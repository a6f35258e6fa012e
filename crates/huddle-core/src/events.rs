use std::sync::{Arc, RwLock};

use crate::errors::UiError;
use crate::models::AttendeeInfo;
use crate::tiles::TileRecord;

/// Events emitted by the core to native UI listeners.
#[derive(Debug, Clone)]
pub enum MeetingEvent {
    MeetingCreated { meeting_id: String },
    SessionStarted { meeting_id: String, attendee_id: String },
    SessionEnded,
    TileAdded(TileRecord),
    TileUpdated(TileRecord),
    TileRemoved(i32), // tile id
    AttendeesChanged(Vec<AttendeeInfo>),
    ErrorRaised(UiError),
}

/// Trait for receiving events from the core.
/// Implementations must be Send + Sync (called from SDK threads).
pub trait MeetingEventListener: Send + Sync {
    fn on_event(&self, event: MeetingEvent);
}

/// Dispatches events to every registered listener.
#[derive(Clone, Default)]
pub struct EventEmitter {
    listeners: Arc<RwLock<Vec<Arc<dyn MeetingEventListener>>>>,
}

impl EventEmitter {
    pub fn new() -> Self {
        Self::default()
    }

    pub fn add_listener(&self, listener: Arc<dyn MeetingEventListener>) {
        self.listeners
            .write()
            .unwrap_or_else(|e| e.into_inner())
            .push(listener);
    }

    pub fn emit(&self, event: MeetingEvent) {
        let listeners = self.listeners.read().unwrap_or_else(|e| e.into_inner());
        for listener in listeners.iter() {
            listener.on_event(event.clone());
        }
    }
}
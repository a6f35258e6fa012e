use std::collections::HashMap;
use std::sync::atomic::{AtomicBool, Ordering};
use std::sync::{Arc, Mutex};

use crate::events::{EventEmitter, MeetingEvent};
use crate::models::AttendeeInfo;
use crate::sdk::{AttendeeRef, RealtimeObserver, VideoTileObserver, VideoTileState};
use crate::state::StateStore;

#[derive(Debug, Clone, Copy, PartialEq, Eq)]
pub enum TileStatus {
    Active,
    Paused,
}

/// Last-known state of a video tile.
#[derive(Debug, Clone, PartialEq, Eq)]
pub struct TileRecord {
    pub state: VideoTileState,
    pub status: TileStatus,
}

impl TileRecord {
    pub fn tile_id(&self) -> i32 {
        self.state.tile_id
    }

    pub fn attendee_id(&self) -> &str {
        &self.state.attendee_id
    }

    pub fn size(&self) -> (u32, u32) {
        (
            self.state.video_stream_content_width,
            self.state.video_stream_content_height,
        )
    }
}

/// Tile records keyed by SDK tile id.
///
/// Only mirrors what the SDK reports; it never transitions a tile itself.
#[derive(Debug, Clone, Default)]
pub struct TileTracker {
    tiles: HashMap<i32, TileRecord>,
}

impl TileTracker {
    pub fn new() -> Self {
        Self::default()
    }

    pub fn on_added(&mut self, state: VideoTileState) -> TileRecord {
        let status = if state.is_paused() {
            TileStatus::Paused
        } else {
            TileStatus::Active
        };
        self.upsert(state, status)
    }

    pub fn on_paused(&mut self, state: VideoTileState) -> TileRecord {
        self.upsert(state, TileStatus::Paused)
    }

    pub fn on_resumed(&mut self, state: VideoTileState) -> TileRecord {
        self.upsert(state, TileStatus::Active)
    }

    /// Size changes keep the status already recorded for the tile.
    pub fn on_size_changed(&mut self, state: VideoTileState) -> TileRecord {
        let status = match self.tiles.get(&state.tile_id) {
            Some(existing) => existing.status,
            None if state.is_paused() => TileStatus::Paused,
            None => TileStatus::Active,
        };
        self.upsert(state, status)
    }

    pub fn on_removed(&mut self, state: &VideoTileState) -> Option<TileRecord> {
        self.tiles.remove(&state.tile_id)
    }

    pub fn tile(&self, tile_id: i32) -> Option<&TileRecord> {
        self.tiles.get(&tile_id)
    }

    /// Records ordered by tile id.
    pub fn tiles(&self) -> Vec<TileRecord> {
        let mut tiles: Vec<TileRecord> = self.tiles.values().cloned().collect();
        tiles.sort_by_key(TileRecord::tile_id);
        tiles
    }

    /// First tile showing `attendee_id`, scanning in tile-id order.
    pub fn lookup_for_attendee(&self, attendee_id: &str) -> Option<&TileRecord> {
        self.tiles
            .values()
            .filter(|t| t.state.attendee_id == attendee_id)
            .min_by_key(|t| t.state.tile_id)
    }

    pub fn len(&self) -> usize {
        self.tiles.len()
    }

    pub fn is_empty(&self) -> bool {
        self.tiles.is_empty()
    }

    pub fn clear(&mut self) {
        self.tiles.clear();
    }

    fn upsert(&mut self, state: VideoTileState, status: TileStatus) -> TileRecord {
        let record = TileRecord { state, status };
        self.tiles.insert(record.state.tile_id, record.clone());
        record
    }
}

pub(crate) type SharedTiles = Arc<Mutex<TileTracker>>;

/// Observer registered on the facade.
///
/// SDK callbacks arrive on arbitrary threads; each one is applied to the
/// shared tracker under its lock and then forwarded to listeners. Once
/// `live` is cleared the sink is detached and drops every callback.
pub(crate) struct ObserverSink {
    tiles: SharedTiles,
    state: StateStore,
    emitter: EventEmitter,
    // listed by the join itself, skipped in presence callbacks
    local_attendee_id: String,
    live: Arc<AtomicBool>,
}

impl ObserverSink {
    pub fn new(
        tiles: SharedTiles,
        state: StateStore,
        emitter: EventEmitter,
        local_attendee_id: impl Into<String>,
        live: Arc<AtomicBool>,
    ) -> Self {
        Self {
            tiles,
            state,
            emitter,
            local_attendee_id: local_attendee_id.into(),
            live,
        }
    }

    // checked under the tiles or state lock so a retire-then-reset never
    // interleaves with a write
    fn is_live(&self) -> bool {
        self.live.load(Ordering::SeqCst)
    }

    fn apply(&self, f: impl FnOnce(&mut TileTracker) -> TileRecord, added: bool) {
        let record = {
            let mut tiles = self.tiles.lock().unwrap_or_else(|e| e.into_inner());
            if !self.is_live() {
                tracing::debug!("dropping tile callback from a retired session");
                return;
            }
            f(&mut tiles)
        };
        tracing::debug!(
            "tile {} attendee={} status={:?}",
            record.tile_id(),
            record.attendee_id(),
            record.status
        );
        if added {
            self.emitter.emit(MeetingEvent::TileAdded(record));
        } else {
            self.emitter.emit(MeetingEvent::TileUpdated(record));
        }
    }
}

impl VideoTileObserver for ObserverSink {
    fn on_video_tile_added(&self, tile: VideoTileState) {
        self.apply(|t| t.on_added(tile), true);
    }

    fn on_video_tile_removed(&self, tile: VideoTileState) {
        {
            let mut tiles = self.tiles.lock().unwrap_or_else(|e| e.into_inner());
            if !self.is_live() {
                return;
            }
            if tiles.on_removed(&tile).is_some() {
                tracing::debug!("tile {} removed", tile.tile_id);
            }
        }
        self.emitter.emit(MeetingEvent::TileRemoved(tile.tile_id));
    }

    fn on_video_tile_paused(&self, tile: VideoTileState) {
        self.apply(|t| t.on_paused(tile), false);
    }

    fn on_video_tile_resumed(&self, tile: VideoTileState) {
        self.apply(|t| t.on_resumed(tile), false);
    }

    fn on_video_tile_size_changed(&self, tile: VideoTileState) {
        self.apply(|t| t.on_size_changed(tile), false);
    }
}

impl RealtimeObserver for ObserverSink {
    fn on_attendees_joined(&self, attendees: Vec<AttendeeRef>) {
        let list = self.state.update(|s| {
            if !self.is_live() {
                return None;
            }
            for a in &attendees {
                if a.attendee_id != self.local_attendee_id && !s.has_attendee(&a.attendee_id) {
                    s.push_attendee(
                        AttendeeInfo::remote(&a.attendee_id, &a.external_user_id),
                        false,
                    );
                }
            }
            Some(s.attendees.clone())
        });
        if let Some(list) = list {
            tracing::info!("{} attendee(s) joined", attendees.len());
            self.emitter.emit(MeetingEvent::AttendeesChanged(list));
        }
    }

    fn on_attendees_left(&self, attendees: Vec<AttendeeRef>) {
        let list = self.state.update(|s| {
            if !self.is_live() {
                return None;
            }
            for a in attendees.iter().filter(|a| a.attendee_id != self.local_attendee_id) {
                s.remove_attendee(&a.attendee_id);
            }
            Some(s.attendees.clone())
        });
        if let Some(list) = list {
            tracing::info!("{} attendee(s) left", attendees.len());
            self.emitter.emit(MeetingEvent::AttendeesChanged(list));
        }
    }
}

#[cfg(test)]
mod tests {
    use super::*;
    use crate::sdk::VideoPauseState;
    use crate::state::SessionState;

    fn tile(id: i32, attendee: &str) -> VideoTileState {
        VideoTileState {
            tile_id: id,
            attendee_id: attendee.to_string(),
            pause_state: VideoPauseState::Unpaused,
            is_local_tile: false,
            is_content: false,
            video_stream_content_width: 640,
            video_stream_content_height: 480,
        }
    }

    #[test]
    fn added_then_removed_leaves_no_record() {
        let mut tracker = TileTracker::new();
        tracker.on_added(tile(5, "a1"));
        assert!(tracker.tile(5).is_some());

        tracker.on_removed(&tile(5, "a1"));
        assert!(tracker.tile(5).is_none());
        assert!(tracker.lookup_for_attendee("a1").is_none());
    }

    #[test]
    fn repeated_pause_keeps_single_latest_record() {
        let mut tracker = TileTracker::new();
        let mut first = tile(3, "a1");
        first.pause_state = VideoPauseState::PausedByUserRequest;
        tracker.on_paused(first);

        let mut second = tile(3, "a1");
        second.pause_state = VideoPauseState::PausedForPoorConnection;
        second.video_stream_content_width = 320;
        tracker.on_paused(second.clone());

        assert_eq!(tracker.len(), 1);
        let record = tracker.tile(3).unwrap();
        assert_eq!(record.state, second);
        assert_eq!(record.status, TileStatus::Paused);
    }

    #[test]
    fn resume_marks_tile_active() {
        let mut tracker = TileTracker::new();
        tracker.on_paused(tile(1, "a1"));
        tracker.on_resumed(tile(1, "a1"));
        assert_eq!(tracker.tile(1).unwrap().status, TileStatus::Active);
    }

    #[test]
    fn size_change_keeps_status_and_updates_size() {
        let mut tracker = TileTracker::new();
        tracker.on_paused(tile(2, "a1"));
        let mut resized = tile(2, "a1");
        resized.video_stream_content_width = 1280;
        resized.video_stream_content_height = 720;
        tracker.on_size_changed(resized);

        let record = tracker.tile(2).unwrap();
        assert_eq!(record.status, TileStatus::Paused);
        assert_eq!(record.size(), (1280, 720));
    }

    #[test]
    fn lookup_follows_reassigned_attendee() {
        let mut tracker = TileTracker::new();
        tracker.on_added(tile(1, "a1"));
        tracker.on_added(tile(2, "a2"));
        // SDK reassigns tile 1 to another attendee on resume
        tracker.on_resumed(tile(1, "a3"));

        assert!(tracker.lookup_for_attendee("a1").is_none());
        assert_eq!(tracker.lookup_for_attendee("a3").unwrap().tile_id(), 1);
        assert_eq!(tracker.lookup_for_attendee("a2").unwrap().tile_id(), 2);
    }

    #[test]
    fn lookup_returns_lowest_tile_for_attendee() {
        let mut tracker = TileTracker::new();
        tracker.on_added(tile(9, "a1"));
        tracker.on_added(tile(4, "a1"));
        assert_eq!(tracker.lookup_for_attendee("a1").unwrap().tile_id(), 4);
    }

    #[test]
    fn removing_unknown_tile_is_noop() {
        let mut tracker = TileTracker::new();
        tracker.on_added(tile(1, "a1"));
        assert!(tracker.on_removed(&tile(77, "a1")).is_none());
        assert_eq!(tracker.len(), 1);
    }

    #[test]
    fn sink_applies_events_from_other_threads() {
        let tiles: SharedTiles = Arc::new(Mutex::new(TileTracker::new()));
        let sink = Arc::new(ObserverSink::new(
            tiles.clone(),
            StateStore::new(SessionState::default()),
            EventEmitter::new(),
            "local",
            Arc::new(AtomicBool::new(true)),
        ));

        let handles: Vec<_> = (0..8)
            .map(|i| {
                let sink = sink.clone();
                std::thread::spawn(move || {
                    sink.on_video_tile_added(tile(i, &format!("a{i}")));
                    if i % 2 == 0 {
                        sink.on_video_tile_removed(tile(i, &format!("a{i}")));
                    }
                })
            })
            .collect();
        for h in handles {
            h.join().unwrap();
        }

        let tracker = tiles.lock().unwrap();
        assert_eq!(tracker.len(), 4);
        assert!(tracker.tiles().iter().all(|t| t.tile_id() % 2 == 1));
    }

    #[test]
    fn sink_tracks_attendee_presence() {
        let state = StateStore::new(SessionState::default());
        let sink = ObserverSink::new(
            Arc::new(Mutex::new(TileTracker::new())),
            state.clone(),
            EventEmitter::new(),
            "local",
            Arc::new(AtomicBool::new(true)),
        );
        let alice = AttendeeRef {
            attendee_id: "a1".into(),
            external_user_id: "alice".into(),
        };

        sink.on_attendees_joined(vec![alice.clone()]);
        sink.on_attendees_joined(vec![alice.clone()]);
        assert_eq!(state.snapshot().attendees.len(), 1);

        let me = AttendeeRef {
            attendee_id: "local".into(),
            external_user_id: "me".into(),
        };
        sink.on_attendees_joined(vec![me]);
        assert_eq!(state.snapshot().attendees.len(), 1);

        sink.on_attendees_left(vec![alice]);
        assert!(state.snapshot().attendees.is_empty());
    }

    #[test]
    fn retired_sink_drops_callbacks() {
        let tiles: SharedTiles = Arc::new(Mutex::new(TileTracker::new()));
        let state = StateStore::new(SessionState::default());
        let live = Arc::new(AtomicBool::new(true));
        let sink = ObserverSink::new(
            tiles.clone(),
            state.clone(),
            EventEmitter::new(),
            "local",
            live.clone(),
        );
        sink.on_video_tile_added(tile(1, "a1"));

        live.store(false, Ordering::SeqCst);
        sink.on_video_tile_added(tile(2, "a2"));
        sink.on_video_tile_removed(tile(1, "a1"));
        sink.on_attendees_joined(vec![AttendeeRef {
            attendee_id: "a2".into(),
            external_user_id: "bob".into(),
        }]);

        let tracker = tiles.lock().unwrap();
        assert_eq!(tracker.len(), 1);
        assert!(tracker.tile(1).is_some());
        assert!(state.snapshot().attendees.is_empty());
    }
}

■ TASK DIRECTIONS ■
Extract each line holding the word "HashMap" from the records.

■ TASK SOLUTION ■
use std::collections::HashMap;
    tiles: HashMap<i32, TileRecord>,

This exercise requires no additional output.